Inspiration and Easter

The cover of the Home News Tribune (a local NJ paper) on Saturday 3/23/13 featured my story of surviving pancreatic cancer. (I don’t know how long this link will work but here it is – (http://www.mycentraljersey.com/article/20130322/NJCARING/303220031/The-Pancreatic-Cancer-Action-Network-aims-beat-odds)
During the interview, before and since, the suggestion that I am some sort of inspiration (or worse yet, hero) came up. The idea is that because I am a survivor of this dreadful disease, that I provide some hope to others. I understand that perspective and very reluctantly accept that role. It makes me uncomfortable because I didn’t do anything. I am merely the conduit of God’s grace and the beneficiary of some amazing medical work. In that sense, I don’t deserve any credit for this glorious outcome, for having been spared. Still, I am glad to be an instrument of hope. (Obviously, I need to better understand and embrace my role.)
In the same way that cancer “shouldn’t happen” to people (like my Papa), anyone with a pancreatic cancer diagnosis “shouldn’t” (statistically) be alive 5 years later. Cancer is the coin – tragedy and opportunity are its’ two sides.
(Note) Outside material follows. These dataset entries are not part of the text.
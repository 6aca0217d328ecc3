//! The sealed, read-only program.
//!
//! A [`Program`] owns the catalog, the dispatch tables of every registered
//! concrete type, the generic instantiation cache and the implementation
//! bodies. Everything except the instantiation cache and the lazily built
//! tables of generic instances is immutable, so one `Arc<Program>` can be
//! shared by any number of execution threads.

use std::sync::{Arc, PoisonError, RwLock};

use polydispatch_catalog::Catalog;
use polydispatch_core::{Result, TypeDescriptor, TypeHash, TypeLookup};
use polydispatch_resolver::{
    Binding, Conversion, DispatchTables, GenericTarget, Instantiation, InstantiationManager,
    ResolveOptions, Universe, build_dispatch_tables, classify_conversion, resolve_call_with,
};
use polydispatch_runtime::NativeTable;
use rustc_hash::FxHashMap;
use tracing::debug;

use crate::config::ContextConfig;

/// Immutable result of [`Context::build`](crate::Context::build).
#[derive(Debug)]
pub struct Program {
    config: ContextConfig,
    catalog: Catalog,
    tables: FxHashMap<TypeHash, Arc<DispatchTables>>,
    instance_tables: RwLock<FxHashMap<TypeHash, Arc<DispatchTables>>>,
    generics: InstantiationManager,
    natives: NativeTable,
}

impl Program {
    pub(crate) fn new(
        config: ContextConfig,
        catalog: Catalog,
        tables: FxHashMap<TypeHash, Arc<DispatchTables>>,
        generics: InstantiationManager,
        natives: NativeTable,
    ) -> Self {
        Self {
            config,
            catalog,
            tables,
            instance_tables: RwLock::new(FxHashMap::default()),
            generics,
            natives,
        }
    }

    // ==========================================================================
    // Accessors
    // ==========================================================================

    /// The configuration the program was built with.
    pub fn config(&self) -> &ContextConfig {
        &self.config
    }

    /// The registered types.
    pub fn catalog(&self) -> &Catalog {
        &self.catalog
    }

    /// The instantiation manager.
    pub fn generics(&self) -> &InstantiationManager {
        &self.generics
    }

    /// Implementation bodies.
    pub fn natives(&self) -> &NativeTable {
        &self.natives
    }

    /// Catalog plus every instantiated generic type, as one lookup.
    pub fn universe(&self) -> Universe<'_> {
        Universe::new(&self.catalog, &self.generics)
    }

    /// Descriptor of a registered type or generic instance.
    pub fn type_descriptor(&self, type_hash: TypeHash) -> Option<Arc<TypeDescriptor>> {
        self.universe().lookup(type_hash)
    }

    /// Hash of a registered type by name.
    pub fn type_hash(&self, name: &str) -> Result<TypeHash> {
        Ok(self.catalog.lookup_name(name)?.type_hash)
    }

    /// Display name of a type or instance.
    pub fn type_name(&self, type_hash: TypeHash) -> String {
        self.universe().type_name(type_hash)
    }

    fn resolve_options(&self) -> ResolveOptions {
        ResolveOptions {
            enforce_generic_constraints: self.config.enforce_generic_constraints,
        }
    }

    // ==========================================================================
    // Build-time Queries
    // ==========================================================================

    /// Classify the conversion between two types.
    pub fn classify_conversion(&self, from: TypeHash, to: TypeHash) -> Result<Conversion> {
        Ok(classify_conversion(from, to, &self.universe())?)
    }

    /// Bind a call site.
    ///
    /// A winning generic method is instantiated for the inferred type
    /// arguments before the binding is returned.
    #[cfg_attr(feature = "profiling", profiling::function)]
    pub fn resolve_call(
        &self,
        context: TypeHash,
        name: &str,
        arg_types: &[TypeHash],
    ) -> Result<Binding> {
        let universe = self.universe();
        let binding = resolve_call_with(context, name, arg_types, &universe, self.resolve_options())?;
        if binding.is_generic_method() {
            universe.instantiate(
                GenericTarget::Method {
                    owner: binding.member.declaring,
                    member: binding.member.member_hash(),
                },
                &binding.type_args,
            )?;
        }
        Ok(binding)
    }

    /// Instantiate an open generic type or method.
    pub fn instantiate(
        &self,
        target: GenericTarget,
        type_args: &[TypeHash],
    ) -> Result<Arc<Instantiation>> {
        Ok(self.universe().instantiate(target, type_args)?)
    }

    /// Instantiate an open generic type.
    pub fn instantiate_type(&self, open: TypeHash, type_args: &[TypeHash]) -> Result<Arc<Instantiation>> {
        self.instantiate(GenericTarget::Type(open), type_args)
    }

    /// A completed instantiation by instance hash.
    pub fn instance(&self, instance_hash: TypeHash) -> Option<Arc<Instantiation>> {
        self.generics.instance(instance_hash)
    }

    // ==========================================================================
    // Dispatch Tables
    // ==========================================================================

    /// Dispatch tables of a concrete type.
    ///
    /// Tables of registered types were built when the program was sealed.
    /// Tables of generic instances are built on first request; concurrent
    /// first requests may each build, but only the first insert is kept and
    /// every caller gets that one.
    #[cfg_attr(feature = "profiling", profiling::function)]
    pub fn dispatch_tables(&self, type_hash: TypeHash) -> Result<Arc<DispatchTables>> {
        if let Some(tables) = self.tables.get(&type_hash) {
            return Ok(Arc::clone(tables));
        }
        {
            let cached = self
                .instance_tables
                .read()
                .unwrap_or_else(PoisonError::into_inner);
            if let Some(tables) = cached.get(&type_hash) {
                return Ok(Arc::clone(tables));
            }
        }

        let built = Arc::new(build_dispatch_tables(type_hash, &self.universe())?);
        let mut cached = self
            .instance_tables
            .write()
            .unwrap_or_else(PoisonError::into_inner);
        let tables = cached.entry(type_hash).or_insert_with(|| {
            debug!(type_name = %self.type_name(type_hash), "cached instance dispatch tables");
            built
        });
        Ok(Arc::clone(tables))
    }

    /// Number of generic instance tables built so far.
    pub fn instance_table_count(&self) -> usize {
        self.instance_tables
            .read()
            .unwrap_or_else(PoisonError::into_inner)
            .len()
    }
}

#[cfg(test)]
mod tests {
    use super::*;
    use crate::Context;
    use polydispatch_core::{GenericParam, MemberSignature, primitives};

    fn h(name: &str) -> TypeHash {
        TypeHash::from_name(name)
    }

    fn program() -> Program {
        let mut ctx = Context::with_defaults().unwrap();
        let t = GenericParam::new("Box", "T");
        ctx.register_type(
            TypeDescriptor::class("Box")
                .with_generic_param(t.clone())
                .with_member(MemberSignature::method("get", vec![]).returns(t.type_hash).as_virtual()),
        )
        .unwrap();
        ctx.build().unwrap()
    }

    #[test]
    fn instance_tables_are_built_once() {
        let program = program();
        let instance = program.instantiate_type(h("Box"), &[primitives::INT]).unwrap();

        let first = program.dispatch_tables(instance.instance_hash).unwrap();
        let second = program.dispatch_tables(instance.instance_hash).unwrap();
        assert!(Arc::ptr_eq(&first, &second));
        assert_eq!(first.vmt.len(), 1);
        assert_eq!(program.instance_table_count(), 1);
    }

    #[test]
    fn open_definition_has_no_tables() {
        let program = program();
        assert!(program.dispatch_tables(h("Box")).is_err());
        assert_eq!(program.instance_table_count(), 0);
    }

    #[test]
    fn names_resolve_through_the_universe() {
        let program = program();
        let instance = program.instantiate_type(h("Box"), &[primitives::STRING]).unwrap();
        assert_eq!(program.type_name(instance.instance_hash), "Box<string>");
        assert_eq!(program.type_hash("Box").unwrap(), h("Box"));
        assert!(program.type_hash("Nope").is_err());
    }
}
//! Primitive numeric conversions.
//!
//! Widening (`int → long`, `int → double`, `float → double`, ...) is implicit.
//! Every other pair of numeric primitives converts only on explicit request.

use polydispatch_core::{TypeHash, primitives};

use super::{Conversion, ConversionKind};

/// Find a conversion between two numeric primitives.
pub fn find_primitive_conversion(from: TypeHash, to: TypeHash) -> Option<Conversion> {
    if from == to || !is_primitive_numeric(from) || !is_primitive_numeric(to) {
        return None;
    }

    if is_widening(from, to) {
        return Some(Conversion {
            kind: ConversionKind::Primitive { from, to },
            cost: Conversion::COST_PRIMITIVE_WIDENING,
            is_implicit: true,
        });
    }

    Some(Conversion {
        kind: ConversionKind::Primitive { from, to },
        cost: Conversion::COST_EXPLICIT_ONLY,
        is_implicit: false,
    })
}

/// Check if a type is a numeric primitive (`char` counts as numeric).
pub fn is_primitive_numeric(hash: TypeHash) -> bool {
    rank(hash).is_some()
}

/// Widening order: `char < int < long < float < double`.
fn rank(hash: TypeHash) -> Option<u8> {
    match hash {
        h if h == primitives::CHAR => Some(0),
        h if h == primitives::INT => Some(1),
        h if h == primitives::LONG => Some(2),
        h if h == primitives::FLOAT => Some(3),
        h if h == primitives::DOUBLE => Some(4),
        _ => None,
    }
}

fn is_widening(from: TypeHash, to: TypeHash) -> bool {
    matches!((rank(from), rank(to)), (Some(f), Some(t)) if f < t)
}

#[cfg(test)]
mod tests {
    use super::*;

    #[test]
    fn int_widens_implicitly() {
        for to in [primitives::LONG, primitives::FLOAT, primitives::DOUBLE] {
            let conv = find_primitive_conversion(primitives::INT, to).unwrap();
            assert!(conv.is_implicit);
            assert_eq!(conv.cost, Conversion::COST_PRIMITIVE_WIDENING);
        }
    }

    #[test]
    fn char_widens_to_int() {
        let conv = find_primitive_conversion(primitives::CHAR, primitives::INT).unwrap();
        assert!(conv.is_implicit);
    }

    #[test]
    fn narrowing_is_explicit() {
        let conv = find_primitive_conversion(primitives::DOUBLE, primitives::INT).unwrap();
        assert!(!conv.is_implicit);
        assert_eq!(conv.cost, Conversion::COST_EXPLICIT_ONLY);
    }

    #[test]
    fn non_numeric_has_no_primitive_conversion() {
        assert!(find_primitive_conversion(primitives::BOOL, primitives::INT).is_none());
        assert!(find_primitive_conversion(primitives::INT, primitives::STRING).is_none());
        assert!(find_primitive_conversion(primitives::INT, primitives::INT).is_none());
    }
}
Then, this past week, there was Easter – the celebration of Jesus’ bodily resurrection after death. Among, many things, it represents the potential to which we can rise – the new best selves that God calls us to become. The creator God fills each of us with hope and potential.
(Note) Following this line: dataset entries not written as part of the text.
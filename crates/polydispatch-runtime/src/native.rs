//! Native implementation bodies and their call context.

use std::fmt;
use std::sync::Arc;

use polydispatch_core::{RuntimeError, TypeHash, Value};
use rustc_hash::FxHashMap;

use crate::closure::ClosureFrame;
use crate::heap::ObjectHeap;

/// Context for one call into an implementation body.
///
/// Provides the receiver, the already converted arguments, the captured
/// frame for closure bodies and the object heap, and collects the return
/// value.
pub struct CallContext<'rt> {
    this: Option<Value>,
    args: &'rt [Value],
    frame: Option<&'rt Arc<ClosureFrame>>,
    heap: &'rt mut ObjectHeap,
    return_value: Value,
}

impl<'rt> CallContext<'rt> {
    /// Create a call context.
    pub fn new(
        this: Option<Value>,
        args: &'rt [Value],
        frame: Option<&'rt Arc<ClosureFrame>>,
        heap: &'rt mut ObjectHeap,
    ) -> Self {
        Self {
            this,
            args,
            frame,
            heap,
            return_value: Value::Null,
        }
    }

    /// Number of arguments.
    pub fn arg_count(&self) -> usize {
        self.args.len()
    }

    /// Get an argument.
    pub fn arg(&self, index: usize) -> Result<&Value, RuntimeError> {
        self.args.get(index).ok_or(RuntimeError::IndexOutOfBounds {
            index,
            len: self.args.len(),
        })
    }

    /// All arguments.
    pub fn args(&self) -> &[Value] {
        self.args
    }

    /// The receiver of an instance call.
    pub fn this(&self) -> Result<&Value, RuntimeError> {
        self.this
            .as_ref()
            .ok_or_else(|| RuntimeError::NullReference("this".to_string()))
    }

    /// The captured frame of a closure body.
    pub fn frame(&self) -> Option<&Arc<ClosureFrame>> {
        self.frame
    }

    /// The object heap.
    pub fn heap(&self) -> &ObjectHeap {
        &*self.heap
    }

    /// The object heap, mutably.
    pub fn heap_mut(&mut self) -> &mut ObjectHeap {
        &mut *self.heap
    }

    /// Set the return value.
    pub fn set_return(&mut self, value: impl Into<Value>) {
        self.return_value = value.into();
    }

    /// Take the return value, leaving `Null`.
    pub fn take_return(&mut self) -> Value {
        std::mem::take(&mut self.return_value)
    }
}

/// Trait for callable implementation bodies.
pub trait NativeCallable {
    /// Call this body with the given context.
    fn call(&self, ctx: &mut CallContext<'_>) -> Result<(), RuntimeError>;
}

impl<F> NativeCallable for F
where
    F: Fn(&mut CallContext<'_>) -> Result<(), RuntimeError>,
{
    fn call(&self, ctx: &mut CallContext<'_>) -> Result<(), RuntimeError> {
        (self)(ctx)
    }
}

/// Type-erased implementation body, cheap to clone.
#[derive(Clone)]
pub struct NativeFn {
    /// The member this body implements.
    pub id: TypeHash,
    inner: Arc<dyn NativeCallable + Send + Sync>,
}

impl NativeFn {
    /// Wrap a callable as the body of `id`.
    pub fn new<F>(id: TypeHash, f: F) -> Self
    where
        F: NativeCallable + Send + Sync + 'static,
    {
        Self {
            id,
            inner: Arc::new(f),
        }
    }

    /// Call this body.
    pub fn call(&self, ctx: &mut CallContext<'_>) -> Result<(), RuntimeError> {
        self.inner.call(ctx)
    }
}

impl fmt::Debug for NativeFn {
    fn fmt(&self, f: &mut fmt::Formatter<'_>) -> fmt::Result {
        f.debug_struct("NativeFn")
            .field("id", &self.id)
            .finish_non_exhaustive()
    }
}

/// Implementation bodies keyed by member hash.
#[derive(Debug, Clone, Default)]
pub struct NativeTable {
    bodies: FxHashMap<TypeHash, NativeFn>,
}

impl NativeTable {
    /// Create an empty table.
    pub fn new() -> Self {
        Self::default()
    }

    /// Register the body of a member, replacing any previous one.
    pub fn register<F>(&mut self, member: TypeHash, f: F)
    where
        F: NativeCallable + Send + Sync + 'static,
    {
        self.bodies.insert(member, NativeFn::new(member, f));
    }

    /// Body of a member.
    pub fn get(&self, member: TypeHash) -> Option<&NativeFn> {
        self.bodies.get(&member)
    }

    /// Check if a member has a body.
    pub fn contains(&self, member: TypeHash) -> bool {
        self.bodies.contains_key(&member)
    }

    /// Number of registered bodies.
    pub fn len(&self) -> usize {
        self.bodies.len()
    }

    /// Check if no bodies are registered.
    pub fn is_empty(&self) -> bool {
        self.bodies.is_empty()
    }
}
Too often we choose to squander it – frittering it away and then justifying why that is okay. Instead of the Icarus that flies to close to the sun, we are sometimes the ones that fly too low and crash that way.
Over and over again throughout the Bible and throughout Jesus’ life and teachings, we are called to live into our truest selves, the image of God into which we were created.
Those two ideas – survivorship as inspiration and hope in the resurrection - connect in a very real way post-diagnosis for me. Both revolve around opportunity and potential.
I am re-born, resurrected as it were. I have defeated death for the time being, thankfully. I am starting over. I am being allowed to live up to my fullest potential.
All of it is now up to me.
Both events are a gift from God; a reprise growing out of God’s grace. In being “new” myself and in Jesus’ rising again, the most beautiful outcome imaginable is unrecognizable from what came before.
Every breath takes on a new, fresh urgency.
Our whole lives stretch out before us every morning.